**Information supplied:**
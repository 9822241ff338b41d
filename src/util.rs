use fractic_server_error::ServerError;

use crate::{
    config::AggregationConfig,
    domain::usecases::invoice_usecase::{InvoiceUsecase as _, InvoiceUsecaseImpl},
    entities::InvoiceRun,
    repositories::MileageCacheRepository,
};

/// Entry point for a billing run. The mileage cache is opened and closed by
/// the caller, so one store can serve several exports.
pub struct BillingAggregatorUtil {
    invoice_usecase: InvoiceUsecaseImpl,
}

impl BillingAggregatorUtil {
    pub fn new(config: &AggregationConfig) -> Self {
        Self {
            invoice_usecase: InvoiceUsecaseImpl::new(config.invoice_number_base),
        }
    }

    pub async fn from_string<C>(&self, billing_csv: &str, cache: &C) -> Result<InvoiceRun, ServerError>
    where
        C: MileageCacheRepository,
    {
        self.invoice_usecase.from_string(billing_csv, cache).await
    }

    pub async fn from_file<T, C>(&self, billing_csv: T, cache: &C) -> Result<InvoiceRun, ServerError>
    where
        T: AsRef<std::path::Path> + Send,
        C: MileageCacheRepository,
    {
        self.invoice_usecase.from_file(billing_csv, cache).await
    }
}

**Brief:** Copy down the material exactly as written.

**Solution below:**
repository 9822241ff338b41d
filename src/util.rs
use fractic_server_error::ServerError;

use crate::{
    config::AggregationConfig,
    domain::usecases::invoice_usecase::{InvoiceUsecase as _, InvoiceUsecaseImpl},
    entities::InvoiceRun,
    repositories::MileageCacheRepository,
};

/// Entry point for a billing run. The mileage cache is opened and closed by
/// the caller, so one store can serve several exports.
pub struct BillingAggregatorUtil {
    invoice_usecase: InvoiceUsecaseImpl,
}

impl BillingAggregatorUtil {
    pub fn new(config: &AggregationConfig) -> Self {
        Self {
            invoice_usecase: InvoiceUsecaseImpl::new(config.invoice_number_base),
        }
    }

    pub async fn from_string<C>(&self, billing_csv: &str, cache: &C) -> Result<InvoiceRun, ServerError>
    where
        C: MileageCacheRepository,
    {
        self.invoice_usecase.from_string(billing_csv, cache).await
    }

    pub async fn from_file<T, C>(&self, billing_csv: T, cache: &C) -> Result<InvoiceRun, ServerError>
    where
        T: AsRef<std::path::Path> + Send,
        C: MileageCacheRepository,
    {
        self.invoice_usecase.from_file(billing_csv, cache).await
    }
}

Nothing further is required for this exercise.